Love and Again is a Hong Kong modern drama series produced by TVB starring Alex Fong, Sonija Kwok, Moses Chan, Michael Tse and Fiona Yuen. It was filmed from 2001 to 2002 and premiered overseas in November 2002. Then, it premiered on TVB Pay Vision on 29 March 2004 and ended on 23 April 2004. Later, it premiered on TVB Jade on 1 March 2011 and ended on 26 March.

Plot
Lau Fuk Wing (Michael Tse) and Suen Siu Yuet (Sonija Kwok) were a married couple with a child. Due to a car accident caused by Andy Leung Tak Wah (Alex Fong), an arrogant man disliked by those around him, Fuk Wing died and left Siu Yuet in grief.

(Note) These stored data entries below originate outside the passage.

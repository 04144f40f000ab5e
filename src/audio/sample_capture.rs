// src/audio/sample_capture.rs
//! Pass-through source that taps decoded samples for analysis.

use std::sync::{Arc, Mutex};

use ringbuf::{HeapRb, traits::*};
use rodio::Source;

/// Shared ring of recent mono samples. Single writer (the audio thread),
/// read per tick by the analysis graph.
pub type SampleRing = Arc<Mutex<HeapRb<f32>>>;

/// Ring capacity: a little over a third of a second at 44.1 kHz, enough
/// for the largest analysis window.
pub const RING_CAPACITY: usize = 16384;

/// Create an empty sample ring.
pub fn new_ring() -> SampleRing {
    Arc::new(Mutex::new(HeapRb::new(RING_CAPACITY)))
}

/// Wraps a playing source and mirrors its output into a [`SampleRing`],
/// downmixing interleaved channels to one mono sample per frame so the
/// analysis graph sees channel-count-independent data.
pub struct SampleTap<S> {
    inner: S,
    ring: SampleRing,
    channels: u16,
    /// Running sum of the current frame's channel samples.
    frame_acc: f32,
    frame_fill: u16,
}

impl<S> SampleTap<S>
where
    S: Source<Item = f32>,
{
    pub fn new(inner: S, ring: SampleRing) -> Self {
        let channels = inner.channels().max(1);
        Self {
            inner,
            ring,
            channels,
            frame_acc: 0.0,
            frame_fill: 0,
        }
    }

    fn push_mono(&mut self, sample: f32) {
        if let Ok(mut ring) = self.ring.lock() {
            if ring.is_full() {
                let _ = ring.try_pop();
            }
            let _ = ring.try_push(sample);
        }
    }
}

impl<S> Iterator for SampleTap<S>
where
    S: Source<Item = f32>,
{
    type Item = f32;

    fn next(&mut self) -> Option<Self::Item> {
        let sample = self.inner.next()?;
        self.frame_acc += sample;
        self.frame_fill += 1;
        if self.frame_fill == self.channels {
            let mono = self.frame_acc / self.channels as f32;
            self.frame_acc = 0.0;
            self.frame_fill = 0;
            self.push_mono(mono);
        }
        Some(sample)
    }
}

impl<S> Source for SampleTap<S>
where
    S: Source<Item = f32>,
{
    fn current_frame_len(&self) -> Option<usize> {
        self.inner.current_frame_len()
    }

    fn channels(&self) -> u16 {
        self.inner.channels()
    }

    fn sample_rate(&self) -> u32 {
        self.inner.sample_rate()
    }

    fn total_duration(&self) -> Option<std::time::Duration> {
        self.inner.total_duration()
    }
}

#[cfg(test)]
mod tests {
    use super::*;

    struct TestSource {
        samples: std::vec::IntoIter<f32>,
        channels: u16,
    }

    impl Iterator for TestSource {
        type Item = f32;
        fn next(&mut self) -> Option<f32> {
            self.samples.next()
        }
    }

    impl Source for TestSource {
        fn current_frame_len(&self) -> Option<usize> {
            None
        }
        fn channels(&self) -> u16 {
            self.channels
        }
        fn sample_rate(&self) -> u32 {
            44_100
        }
        fn total_duration(&self) -> Option<std::time::Duration> {
            None
        }
    }

    #[test]
    fn test_stereo_downmix_to_mono() {
        let ring = new_ring();
        let source = TestSource {
            samples: vec![1.0, 0.0, 0.5, 0.5, -1.0, 1.0].into_iter(),
            channels: 2,
        };
        let tap = SampleTap::new(source, ring.clone());
        let passed: Vec<f32> = tap.collect();
        assert_eq!(passed.len(), 6);

        let captured: Vec<f32> = ring.lock().unwrap().iter().copied().collect();
        assert_eq!(captured, vec![0.5, 0.5, 0.0]);
    }

    #[test]
    fn test_mono_passes_through() {
        let ring = new_ring();
        let source = TestSource {
            samples: vec![0.25, -0.25].into_iter(),
            channels: 1,
        };
        let tap = SampleTap::new(source, ring.clone());
        let _: Vec<f32> = tap.collect();
        let captured: Vec<f32> = ring.lock().unwrap().iter().copied().collect();
        assert_eq!(captured, vec![0.25, -0.25]);
    }

    #[test]
    fn test_ring_overwrites_oldest_when_full() {
        let ring = Arc::new(Mutex::new(HeapRb::new(4)));
        let source = TestSource {
            samples: (0..8).map(|i| i as f32).collect::<Vec<_>>().into_iter(),
            channels: 1,
        };
        let tap = SampleTap::new(source, ring.clone());
        let _: Vec<f32> = tap.collect();
        let captured: Vec<f32> = ring.lock().unwrap().iter().copied().collect();
        assert_eq!(captured, vec![4.0, 5.0, 6.0, 7.0]);
    }
}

Fuk Wing's soul refuses to reincarnate due to the feeling of injustice of how he died. So with the help of a ghost Ngau Yat Yat (Fiona Yuen), his soul accidentally enters the body of Tak Wah and once again tries pursue his wife as Tak Wah. As a result, he fails many times in trying to win Siu Yuet over after she finds out that Tak Wah was the one to cause Fuk Wing's death. Even after she is able to forgive that, a new man enters the scene and becomes another love rival to Fuk Wing/Tak Wa: Angus Ying Chun (Moses Chan), her dancing instructor.

Cast

The Leung family

The Lau family

The Ying family

Star Entertainment Group (星藝公司)

Underworld

Other cast

Reception

Critical Reception
Love and Again has received generally mixed reviews from critics. On Douban, the serial received a rating of 6.8 out of 10 based on over two hundred votes.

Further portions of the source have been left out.